It takes a special kind of salesperson to talk someone into eating a spicy pickle on a hot summer day when they’ve already got an ice cream cone in their hand. Virginia Eagleton is that kind of salesperson.
Eagleton, owner and namesake of Virginia’s Pickles, sets up her unassuming booth in the lot next to The C Shop in Birch Bay whenever she can. On hot summer days, she gets more than her share of foot traffic coming away from the venerable candy shop, which gives her the opportunity to peddle jars of her signature spicy garlic dill pickles. Eagleton claims her sales skills were bred into her from an early age.
“I’ve been selling since I was 10,” she said. “We grew veggies on my dad’s farm and I would go door to door selling them to
the neighbors for five cents a bunch.”
Even at 90 years old, Eagleton refuses to slow down. Some people spend most of their adult lives looking forward to retirement. Eagleton had to have it forced upon her.
Eagleton spent 20 years working as a food demonstrator at Costco in Bellingham. Last year, when she was forced to take a leave of absence to undergo open-heart surgery, she insisted that she wasn’t retiring, that she’d be back to work just as soon as the doctors cleared her. But while the surgery itself was a complete success, some of the aftereffects led her doctors to insist that Eagleton finally retire for good.
“That was hard for her, because Mom loves socializing,” said her daughter, Brenda Tarrida. “My whole life, she always had people over, was always entertaining. She has the gift of hospitality.”
Through her small business, Eagleton has found a way to share that gift with the people of Birch Bay, while keeping herself busy in the way she likes.
Eagleton started Virginia’s Pickles five years ago, at her daughter’s insistence.
“I was just making all these pickles and giving them away,” Eagleton said. “So finally my daughter suggested that I might as well make some money with it.”
With Tarrida’s help, Eagleton set up her small booth in Birch Bay and created beautiful new labels for her jarred pickles, which bear the company’s name over a picture of Eagleton when she was 19. Her locally sourced pickles sell for around $13 a jar.

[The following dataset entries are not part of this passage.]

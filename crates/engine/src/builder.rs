// SPDX-License-Identifier: AGPL-3.0-or-later
// Copyright (c) 2025 Gridbase

use gridbase_catalog::{
	Catalog,
	model::{ColumnMeta, FilterTree, Sort, SortDirection, TableMeta, ViewMeta},
};
use gridbase_column::{AliasGen, FragmentContext, sql_fragment};
use gridbase_formula::FormulaCache;
use gridbase_sql::{Dialect, RawSql};
use gridbase_type::{ColumnId, ResolveError, TableId, Uidt, Value, ViewId};
use tracing::{debug, instrument};

use crate::{Error, Result, condition, shape::Record};

/// Table, view and column metadata resolved for one request.
#[derive(Clone, Debug)]
pub(crate) struct Resolved {
	pub table: TableMeta,
	pub view: Option<ViewMeta>,
	/// All columns of the table, canonical order.
	pub columns: Vec<ColumnMeta>,
	/// The visible, ordered column set for this request.
	pub visible: Vec<ColumnMeta>,
	pub pk: Vec<ColumnMeta>,
}

/// Fetch table/view/column metadata and compute the visible column set.
/// The primary-value column is always included, view hide or not.
#[instrument(name = "engine::resolve", level = "trace", skip(catalog))]
pub(crate) async fn resolve(
	catalog: &Catalog,
	table_id: &TableId,
	view_id: Option<&ViewId>,
) -> Result<Resolved> {
	let table = catalog.table(table_id).await?;
	let columns = catalog.columns_for_table(table_id).await?;

	let view = match view_id {
		Some(id) => {
			let view = catalog.view(id).await?;
			if view.fk_table_id != *table_id {
				return Err(ResolveError::ViewNotFound {
					view: id.clone(),
				}
				.into());
			}
			Some(view)
		}
		None => None,
	};

	let visible = match &view {
		Some(view) => {
			let mut ordered = view.columns.clone();
			ordered.sort_by_key(|column| column.order);
			let mut visible: Vec<ColumnMeta> = ordered
				.iter()
				.filter(|view_column| view_column.show)
				.filter_map(|view_column| {
					columns.iter().find(|column| column.id == view_column.column_id).cloned()
				})
				.collect();
			if let Some(pv) = columns.iter().find(|column| column.pv) {
				if !visible.iter().any(|column| column.id == pv.id) {
					visible.push(pv.clone());
				}
			}
			visible
		}
		None => columns.clone(),
	};

	let pk = columns.iter().filter(|column| column.pk).cloned().collect();
	Ok(Resolved {
		table,
		view,
		columns,
		visible,
		pk,
	})
}

impl Resolved {
	pub fn column_by_title(&self, title: &str) -> Option<&ColumnMeta> {
		self.columns.iter().find(|column| column.title == title)
	}

	pub fn column_by_physical(&self, name: &str) -> Option<&ColumnMeta> {
		self.columns.iter().find(|column| column.column_name.as_deref() == Some(name))
	}

	pub fn first_pk(&self) -> Result<&ColumnMeta> {
		self.pk.first().ok_or_else(|| Error::MissingPrimaryKey {
			table: self.table.id.clone(),
		})
	}

	/// Force a column into the visible set, keeping order stable.
	pub fn ensure_visible(&mut self, id: &ColumnId) {
		if !self.visible.iter().any(|column| column.id == *id) {
			if let Some(column) = self.columns.iter().find(|column| column.id == *id) {
				self.visible.push(column.clone());
			}
		}
	}
}

/// Assembles the statements of one logical operation. One builder per
/// operation so subquery aliases stay unique across its statements.
pub(crate) struct QueryBuilder<'a> {
	catalog: &'a Catalog,
	formulas: &'a FormulaCache,
	dialect: Dialect,
	resolved: &'a Resolved,
	aliases: AliasGen,
}

impl<'a> QueryBuilder<'a> {
	pub fn new(
		catalog: &'a Catalog,
		formulas: &'a FormulaCache,
		dialect: Dialect,
		resolved: &'a Resolved,
	) -> Self {
		Self {
			catalog,
			formulas,
			dialect,
			resolved,
			aliases: AliasGen::default(),
		}
	}

	pub fn fragment_ctx(&self) -> FragmentContext<'_> {
		FragmentContext::new(
			self.catalog,
			self.formulas,
			self.dialect,
			self.resolved.table.table_name.clone(),
			&self.aliases,
		)
	}

	/// The select list: every visible non-link column's fragment aliased
	/// under its title. Links are expanded during shaping, not selected.
	pub async fn select_list(&self) -> Result<RawSql> {
		let ctx = self.fragment_ctx();
		let mut parts = Vec::with_capacity(self.resolved.visible.len());
		for column in &self.resolved.visible {
			if column.uidt == Uidt::LinkToAnotherRecord {
				continue;
			}
			let fragment = sql_fragment(&ctx, column).await?;
			parts.push(fragment.alias(column.title.clone()));
		}
		Ok(RawSql::join(parts, ", "))
	}

	/// Compile view and request filters into one predicate. Both present
	/// combine with AND.
	pub async fn where_clause(&self, request_filter: Option<&FilterTree>) -> Result<Option<RawSql>> {
		let ctx = self.fragment_ctx();
		let view_filter = self.resolved.view.as_ref().and_then(|view| view.filter.as_ref());

		let mut compiled = Vec::new();
		for filter in [view_filter, request_filter].into_iter().flatten() {
			if let Some(predicate) =
				condition::compile(&ctx, &self.resolved.columns, filter).await?
			{
				compiled.push(predicate);
			}
		}
		Ok(match compiled.len() {
			0 => None,
			1 => compiled.into_iter().next(),
			_ => Some(RawSql::join(compiled, " and ")),
		})
	}

	/// ORDER BY with a deterministic primary-key tiebreak so pagination
	/// is reproducible.
	pub async fn order_by(&self, sorts: &[Sort]) -> Result<Option<RawSql>> {
		let ctx = self.fragment_ctx();
		let mut parts = Vec::new();
		for sort in sorts {
			let column = self
				.resolved
				.columns
				.iter()
				.find(|column| column.id == sort.column_id)
				.ok_or_else(|| ResolveError::ColumnNotFound {
					column: sort.column_id.clone(),
				})?;
			let mut fragment = sql_fragment(&ctx, column).await?;
			fragment.push_sql(&format!(" {}", sort.direction.sql()));
			// MySQL and SQLite order NULLs before non-NULLs ascending;
			// Postgres defaults to the opposite, so pin it
			if self.dialect == Dialect::Postgres {
				fragment.push_sql(match sort.direction {
					SortDirection::Asc => " nulls first",
					SortDirection::Desc => " nulls last",
				});
			}
			parts.push(fragment);
		}
		for pk in &self.resolved.pk {
			if sorts.iter().any(|sort| sort.column_id == pk.id) {
				continue;
			}
			let mut fragment = sql_fragment(&ctx, pk).await?;
			fragment.push_sql(" asc");
			parts.push(fragment);
		}
		Ok(if parts.is_empty() {
			None
		} else {
			Some(RawSql::join(parts, ", "))
		})
	}

	pub async fn list_query(
		&self,
		where_clause: Option<&RawSql>,
		sorts: &[Sort],
		limit: Option<u64>,
		offset: Option<u64>,
		locking: bool,
	) -> Result<RawSql> {
		let mut query = RawSql::lit("select ");
		query.push(self.select_list().await?);
		query.push_sql(" from ");
		query.push(RawSql::ident(self.resolved.table.table_name.clone()));
		if let Some(predicate) = where_clause {
			query.push_sql(" where ");
			query.push(predicate.clone());
		}
		if let Some(order) = self.order_by(sorts).await? {
			query.push_sql(" order by ");
			query.push(order);
		}
		query.push_sql(&self.dialect.limit_offset(limit, offset));
		if locking && self.dialect.supports_for_update() {
			query.push_sql(" for update");
		}
		Ok(query)
	}

	pub fn count_query(&self, where_clause: Option<&RawSql>) -> RawSql {
		let mut query = RawSql::lit("select count(*) as ");
		query.push(RawSql::ident("count"));
		query.push_sql(" from ");
		query.push(RawSql::ident(self.resolved.table.table_name.clone()));
		if let Some(predicate) = where_clause {
			query.push_sql(" where ");
			query.push(predicate.clone());
		}
		query
	}

	/// `pk = ?` for the table's first primary-key column.
	pub fn pk_predicate(&self, id: &Value) -> Result<RawSql> {
		let pk = self.resolved.first_pk()?;
		let name = pk.column_name.as_deref().ok_or_else(|| {
			gridbase_column::Error::MissingPhysicalName {
				column: pk.id.clone(),
			}
		})?;
		let mut predicate =
			RawSql::ident(format!("{}.{}", self.resolved.table.table_name, name));
		predicate.push_sql(" = ");
		predicate.push(RawSql::value(id.clone()));
		Ok(predicate)
	}

	/// INSERT from a title-keyed record. Unknown titles are a client
	/// error; virtual columns in the payload are skipped.
	pub fn insert_statement(&self, data: &Record) -> Result<RawSql> {
		let mut names = Vec::new();
		let mut values = Vec::new();
		for (title, value) in data {
			let column = self.writable_column(title)?;
			let Some(name) = column.column_name.as_deref() else {
				continue;
			};
			names.push(RawSql::ident(name.to_string()));
			values.push(RawSql::value(value.clone()));
		}

		let mut statement = RawSql::lit("insert into ");
		statement.push(RawSql::ident(self.resolved.table.table_name.clone()));
		statement.push_sql(" (");
		statement.push(RawSql::join(names, ", "));
		statement.push_sql(") values (");
		statement.push(RawSql::join(values, ", "));
		statement.push_sql(")");
		Ok(statement)
	}

	/// UPDATE SET from a title-keyed patch, with the given predicate.
	pub fn update_statement(&self, patch: &Record, predicate: &RawSql) -> Result<RawSql> {
		let mut assignments = Vec::new();
		for (title, value) in patch {
			let column = self.writable_column(title)?;
			let Some(name) = column.column_name.as_deref() else {
				continue;
			};
			let mut assignment = RawSql::ident(name.to_string());
			assignment.push_sql(" = ");
			assignment.push(RawSql::value(value.clone()));
			assignments.push(assignment);
		}

		let mut statement = RawSql::lit("update ");
		statement.push(RawSql::ident(self.resolved.table.table_name.clone()));
		statement.push_sql(" set ");
		statement.push(RawSql::join(assignments, ", "));
		statement.push_sql(" where ");
		statement.push(predicate.clone());
		Ok(statement)
	}

	pub fn delete_statement(&self, predicate: &RawSql) -> RawSql {
		let mut statement = RawSql::lit("delete from ");
		statement.push(RawSql::ident(self.resolved.table.table_name.clone()));
		statement.push_sql(" where ");
		statement.push(predicate.clone());
		statement
	}

	/// `select pk .. for update` row lock ahead of a single-row write,
	/// where the dialect has one.
	pub fn lock_statement(&self, predicate: &RawSql) -> Result<Option<RawSql>> {
		if !self.dialect.supports_for_update() {
			return Ok(None);
		}
		let pk = self.resolved.first_pk()?;
		let name = pk.column_name.as_deref().ok_or_else(|| {
			gridbase_column::Error::MissingPhysicalName {
				column: pk.id.clone(),
			}
		})?;
		let mut statement = RawSql::lit("select ");
		statement.push(RawSql::ident(format!("{}.{}", self.resolved.table.table_name, name)));
		statement.push_sql(" from ");
		statement.push(RawSql::ident(self.resolved.table.table_name.clone()));
		statement.push_sql(" where ");
		statement.push(predicate.clone());
		statement.push_sql(" for update");
		Ok(Some(statement))
	}

	fn writable_column(&self, title: &str) -> Result<&ColumnMeta> {
		let column = self.resolved.column_by_title(title).ok_or_else(|| {
			ResolveError::ColumnNotFound {
				column: ColumnId::from(title),
			}
		})?;
		if column.uidt.is_virtual() {
			debug!(title, "skipping virtual column in write payload");
		}
		Ok(column)
	}
}
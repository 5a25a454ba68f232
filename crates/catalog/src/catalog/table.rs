// SPDX-License-Identifier: AGPL-3.0-or-later
// Copyright (c) 2025 Gridbase

use gridbase_type::{ResolveError, TableId};
use tracing::instrument;

use crate::{
	CacheScope, DelDirection, Result,
	catalog::{Catalog, encode},
	model::TableMeta,
};

impl Catalog {
	#[instrument(name = "catalog::table::find", level = "trace", skip(self))]
	pub async fn find_table(&self, id: &TableId) -> Result<Option<TableMeta>> {
		let table: Option<TableMeta> = self.fetch_cached(CacheScope::Table, id.as_str()).await?;
		// register under the source so dropping a source cascades
		if let Some(meta) = &table {
			self.cache().append_to_list(CacheScope::Source, meta.source_id.as_str(), &[(
				CacheScope::Table,
				id.0.clone(),
			)]);
		}
		Ok(table)
	}

	/// Resolve or fail with `TableNotFound`; never falls back to a
	/// different table.
	pub async fn table(&self, id: &TableId) -> Result<TableMeta> {
		self.find_table(id).await?.ok_or_else(|| {
			ResolveError::TableNotFound {
				table: id.clone(),
			}
			.into()
		})
	}

	#[instrument(name = "catalog::table::create", level = "trace", skip(self, table))]
	pub async fn create_table(&self, table: TableMeta) -> Result<TableMeta> {
		let key = table.id.0.clone();
		let value = encode(CacheScope::Table, &key, &table)?;
		self.store().insert(CacheScope::Table, &key, value.clone()).await?;
		self.cache().set(CacheScope::Table, &key, value);
		self.cache().append_to_list(CacheScope::Source, table.source_id.as_str(), &[(
			CacheScope::Table,
			key,
		)]);
		Ok(table)
	}

	#[instrument(name = "catalog::table::update", level = "trace", skip(self, table))]
	pub async fn update_table(&self, table: TableMeta) -> Result<TableMeta> {
		let key = table.id.0.clone();
		let value = encode(CacheScope::Table, &key, &table)?;
		self.store().update(CacheScope::Table, &key, value.clone()).await?;
		// wholesale replace keeps the entry atomic for readers
		self.cache().set(CacheScope::Table, &key, value);
		Ok(table)
	}

	/// Delete a table, its columns and its views, then cascade the
	/// cache drop so no stale child entry survives.
	#[instrument(name = "catalog::table::delete", level = "trace", skip(self))]
	pub async fn delete_table(&self, id: &TableId) -> Result<()> {
		let table = self.table(id).await?;
		for column_id in &table.column_ids {
			self.store().remove(CacheScope::Column, column_id.as_str()).await?;
		}
		for view in self.views_for_table(id).await? {
			self.store().remove(CacheScope::View, view.id.as_str()).await?;
		}
		self.store().remove(CacheScope::Table, id.as_str()).await?;
		self.cache().deep_del(CacheScope::Table, id.as_str(), DelDirection::ChildToParent);
		Ok(())
	}
}
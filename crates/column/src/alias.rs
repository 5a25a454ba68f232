// SPDX-License-Identifier: AGPL-3.0-or-later
// Copyright (c) 2025 Gridbase

use std::sync::atomic::{AtomicUsize, Ordering};

/// Generates unique table aliases for nested subqueries within one
/// statement build.
#[derive(Debug)]
pub struct AliasGen {
	prefix: &'static str,
	counter: AtomicUsize,
}

impl AliasGen {
	pub fn new(prefix: &'static str) -> Self {
		Self {
			prefix,
			counter: AtomicUsize::new(0),
		}
	}

	pub fn next(&self) -> String {
		let n = self.counter.fetch_add(1, Ordering::Relaxed);
		format!("{}{}", self.prefix, n)
	}
}

impl Default for AliasGen {
	fn default() -> Self {
		Self::new("__gb_alias_")
	}
}

#[cfg(test)]
mod tests {
	use super::*;

	#[test]
	fn test_aliases_are_unique() {
		let aliases = AliasGen::new("__gb_lk_");
		assert_eq!(aliases.next(), "__gb_lk_0");
		assert_eq!(aliases.next(), "__gb_lk_1");
	}
}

Eagleton can now claim her pickles are award-winners: on August 11, Eagleton’s pickles won Judge’s Favorite at the Northwest Washington Fair.
Eagleton originally hails from Coffeeville, Kansas, but has been living in Bellingham for 60 years. From her small Bellingham condo, she can efficiently and single-handedly produce up to 250 jars of pickles each year. She has pickled hundreds of jars of vegetables each year since 1954, developing her own almost instinctual system for preserving the veggies.
“I call her the Eveready battery,” Tarrida said. “To watch her do this is unbelievable. I went to her house once to learn how to can, and I had to leave for a few minutes to answer a few phone calls. When I came back, she’d already done everything and was putting cans on the shelf.”
Eagleton plans to keep making and selling her signature pickles as long as she can.
“I’m in such a habit of doing it by now,” she said. “I really think it would do something to my spirit if I didn’t keep it up.”
Virginia’s Pickles can be found most weekends in the lot next to The C Shop at the corner of Alderson Road and Birch Bay Drive.